The NFL is a harsh environment, even for the game’s best players.
But that is especially true if you are a rookie backup quarterback.
No matter if you are the No. 1 overall selection entering a nationally
televised game and leading your team to a historic victory despite having no practice reps, or a fifth-round selection entering a regionally televised game and putting up a performance not seen in the NFL in more than 40 years, you have one job.
Be ready because you never know when you will be called upon to play.
That lesson was on full display Sunday afternoon at Huntington Bank Field, when the Cleveland Browns opened the second half of the game with Shedeur Sanders at quarterback because Dillon Gabriel had suffered a concussion.
Sanders went on to complete just four-of-16 passes for 47 yards, threw an interception, took a pair of sacks, and finished with a passer rating of 13.5.
To put that into perspective:
- It is the lowest passer rating by a player with 15-plus pass attempts in their debut since Cleveland’s Brandon Weeden posted a 5.1 in Week 1 of the 2012 season.
- It was the 187th time since 1970 that a quarterback attempted at least 16 passes in their first game, according to The Athletic, and only one – Scott Stankavage with the Denver Broncos in 1984 – completed as few as four passes.
Naturally, the performance led to a stream of excuses for why Sanders struggled in the game, many of which focused on the idea that head coach Kevin Stefanski should have “given him practice reps during the week.”
The funny thing is, that is not how the NFL works, and the Browns should not be held to a standard that no other NFL team has to follow.

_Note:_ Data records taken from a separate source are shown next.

//! Exception handler registration and lookup.
//!
//! Handlers come in two flavours, synchronous and asynchronous, registered
//! either against a [`Category`] or against an HTTP status code. Lookup
//! follows a strict order: the status table is consulted first (only for
//! exceptions carrying a status code), then the category table is walked
//! along the exception's ancestry, most specific first.

use std::collections::HashMap;
use std::fmt;
use std::future::Future;
use std::sync::Arc;

use axum::http::StatusCode;
use strum_macros::Display;

use crate::app::{BoxFuture, ResponseWriter};
use crate::exception::{Category, Exception, Result};
use crate::scope::Connection;
use crate::worker::WorkerPool;

/// What a handler produces: `Some(writer)` for HTTP handlers, `None` for
/// websocket handlers (whose return value is ignored).
pub type HandlerOutcome = Result<Option<ResponseWriter>>;

type SyncHandlerFn = dyn Fn(Connection, Exception) -> HandlerOutcome + Send + Sync;
type AsyncHandlerFn =
    dyn Fn(Connection, Exception) -> BoxFuture<'static, HandlerOutcome> + Send + Sync;

/// The tagged handler variant: synchronous handlers are dispatched to the
/// shared worker pool, asynchronous handlers are awaited in place.
#[derive(Clone)]
pub enum HandlerFn {
    Sync(Arc<SyncHandlerFn>),
    Async(Arc<AsyncHandlerFn>),
}

/// Who closes the websocket after an exception: the handler itself, or the
/// downstream application re-invoked by the wrapper. Only consulted for
/// asynchronous handlers on websocket scopes.
#[derive(Debug, Clone, Copy, PartialEq, Eq, Display)]
pub enum CloseOwner {
    #[strum(serialize = "handler")]
    Handler,
    #[strum(serialize = "app")]
    App,
}

/// A registered exception handler.
///
/// # Example
/// ```
/// use ashgate::handler::ExceptionHandler;
/// use ashgate::response::Response;
/// use ashgate::app::ResponseWriter;
///
/// let handler = ExceptionHandler::async_fn(|_conn, exc| async move {
///     let writer: ResponseWriter = Box::new(Response::from_exception(&exc));
///     Ok(Some(writer))
/// });
/// ```
#[derive(Clone)]
pub struct ExceptionHandler {
    f: HandlerFn,
    close_owner: CloseOwner,
}

impl ExceptionHandler {
    /// Register a synchronous handler. It will run on the shared worker
    /// pool, never on the async scheduler.
    pub fn sync<F>(f: F) -> Self
    where
        F: Fn(Connection, Exception) -> HandlerOutcome + Send + Sync + 'static,
    {
        Self {
            f: HandlerFn::Sync(Arc::new(f)),
            close_owner: CloseOwner::Handler,
        }
    }

    /// Register an asynchronous handler, awaited on the current task.
    pub fn async_fn<F, Fut>(f: F) -> Self
    where
        F: Fn(Connection, Exception) -> Fut + Send + Sync + 'static,
        Fut: Future<Output = HandlerOutcome> + Send + 'static,
    {
        Self {
            f: HandlerFn::Async(Arc::new(move |conn, exc| Box::pin(f(conn, exc)))),
            close_owner: CloseOwner::Handler,
        }
    }

    /// Set who owns closing the websocket when this handler fires.
    pub fn with_close_owner(mut self, owner: CloseOwner) -> Self {
        self.close_owner = owner;
        self
    }

    pub fn is_async(&self) -> bool {
        matches!(self.f, HandlerFn::Async(_))
    }

    pub fn close_owner(&self) -> CloseOwner {
        self.close_owner
    }

    /// Invoke the handler: async handlers in place, sync handlers via the
    /// shared worker pool.
    pub async fn invoke(&self, conn: Connection, exc: Exception) -> HandlerOutcome {
        match &self.f {
            HandlerFn::Async(f) => f(conn, exc).await,
            HandlerFn::Sync(f) => {
                let f = Arc::clone(f);
                WorkerPool::shared().execute(move || f(conn, exc)).await
            }
        }
    }
}

impl fmt::Debug for ExceptionHandler {
    fn fmt(&self, f: &mut fmt::Formatter<'_>) -> fmt::Result {
        let kind = if self.is_async() { "async" } else { "sync" };
        f.debug_struct("ExceptionHandler")
            .field("kind", &kind)
            .field("close_owner", &self.close_owner)
            .finish()
    }
}

/// The pair of handler tables installed on a connection scope.
#[derive(Default)]
pub struct HandlerTables {
    exception_handlers: HashMap<&'static str, ExceptionHandler>,
    status_handlers: HashMap<u16, ExceptionHandler>,
}

impl HandlerTables {
    pub fn new() -> Self {
        Self::default()
    }

    /// Register a handler for an exception category and everything
    /// classified below it.
    pub fn on_category(mut self, category: &'static Category, handler: ExceptionHandler) -> Self {
        self.exception_handlers.insert(category.name(), handler);
        self
    }

    /// Register a handler for a specific HTTP status code. Status handlers
    /// take precedence over category handlers for HTTP exceptions.
    pub fn on_status(mut self, status: StatusCode, handler: ExceptionHandler) -> Self {
        self.status_handlers.insert(status.as_u16(), handler);
        self
    }

    pub fn is_empty(&self) -> bool {
        self.exception_handlers.is_empty() && self.status_handlers.is_empty()
    }

    /// Select the handler for a raised exception, or `None` if nothing
    /// matches and the exception must be re-raised.
    pub fn lookup(&self, exc: &Exception) -> Option<ExceptionHandler> {
        if let Some(status) = exc.status_code() {
            if let Some(handler) = self.status_handlers.get(&status.as_u16()) {
                return Some(handler.clone());
            }
        }
        exc.category()
            .ancestry()
            .find_map(|category| self.exception_handlers.get(category.name()).cloned())
    }
}

impl fmt::Debug for HandlerTables {
    fn fmt(&self, f: &mut fmt::Formatter<'_>) -> fmt::Result {
        f.debug_struct("HandlerTables")
            .field("exception_handlers", &self.exception_handlers.len())
            .field("status_handlers", &self.status_handlers.len())
            .finish()
    }
}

Josh Dobbs, who spent time with the Browns in training camp in 2023 before being traded to the Arizona Cardinals in a move that struck Browns Town to the core of its soul, knows a thing or two about being a backup quarterback.
Now with the New England Patriots, the sixth team he has been with in the regular season, Dobbs was profiled by The Athletic about what a backup quarterback does all week, knowing that they may never play in the upcoming game.
And guess what? Getting practice reps is not part of the equation:
“Some positions can just show up on Wednesday at 8 a.m. like, ‘All right, here we go for the week.’ But if you’re doing that as a quarterback, you’re always playing catch-up. And especially as the No. 2, since you don’t know if you’re going to get (practice) reps that week.”
Don’t just take Dobbs’ word about it, as several former players also weighed in via social media about what it is like to be a backup, starting with Luke McCown, a fourth-round draft pick by the Browns in 2004 who played for five teams across a 10-year career:
I think there is a massive misunderstanding about how an NFL practice is structured.
The only time mid-round pick rookies and backups get meaningful reps is in training camp, and they are never with the ones unless you are competing or starting that next preseason game.
Regular season practices have 10-12 plays per period … that’s team run, team pass, team blitz pickup, and some teams still do a 7v7 period.
But for the most part, that’s 30-40 live full speed reps of the actual gameplan practiced on Wed, Thursday and Friday in the NFL. These all go to the starting QB … he’s the one that has to be to get ready. And if healthy, he gets to make that call.
Absolutely reps help. Absolutely he’ll be better with a full week of prep.
But those are the hands as backups we’re dealt, and in those moments and we have to make the most of them.
SS will be better with reps for sure. But if DG remains the guy, the facts of life in an NFL practice still remains for us backups.
Maybe you care not for what a career backup has to say, but what about Kurt Warner, who started his Hall of Fame career as a backup in St. Louis:
Everywhere I was, the backup rarely got #1 reps – I wanted all the reps when I was #1 and if backup got any it was a couple at the end of different periods!
It is not just quarterbacks who know things, as Breiden Fehoko, a defensive tackle who spent three years with the Los Angeles Chargers, dropped in with some harsh truth:
For those of you who have never been part of an organization, you need to understand how shit works. You don’t just give all your QBs reps in practice. Your starter takes all the starter reps, and your backups run the scout team. That’s why Tom Brady harps on mental reps. The starter always takes starter reps ESPECIALLY at QB.
Obviously, the more a player can put time on task, the better the chances they can find success, and with Gabriel in the concussion protocol, Sanders should finally receive those coveted first-team reps this week as the Browns prepare to face the Las Vegas Raiders.
But the reality remains that the NFL is a harsh place, one where backups have to find their way to improve, and it won’t come at the expense of the starters.
Even if your name is Shedeur Sanders.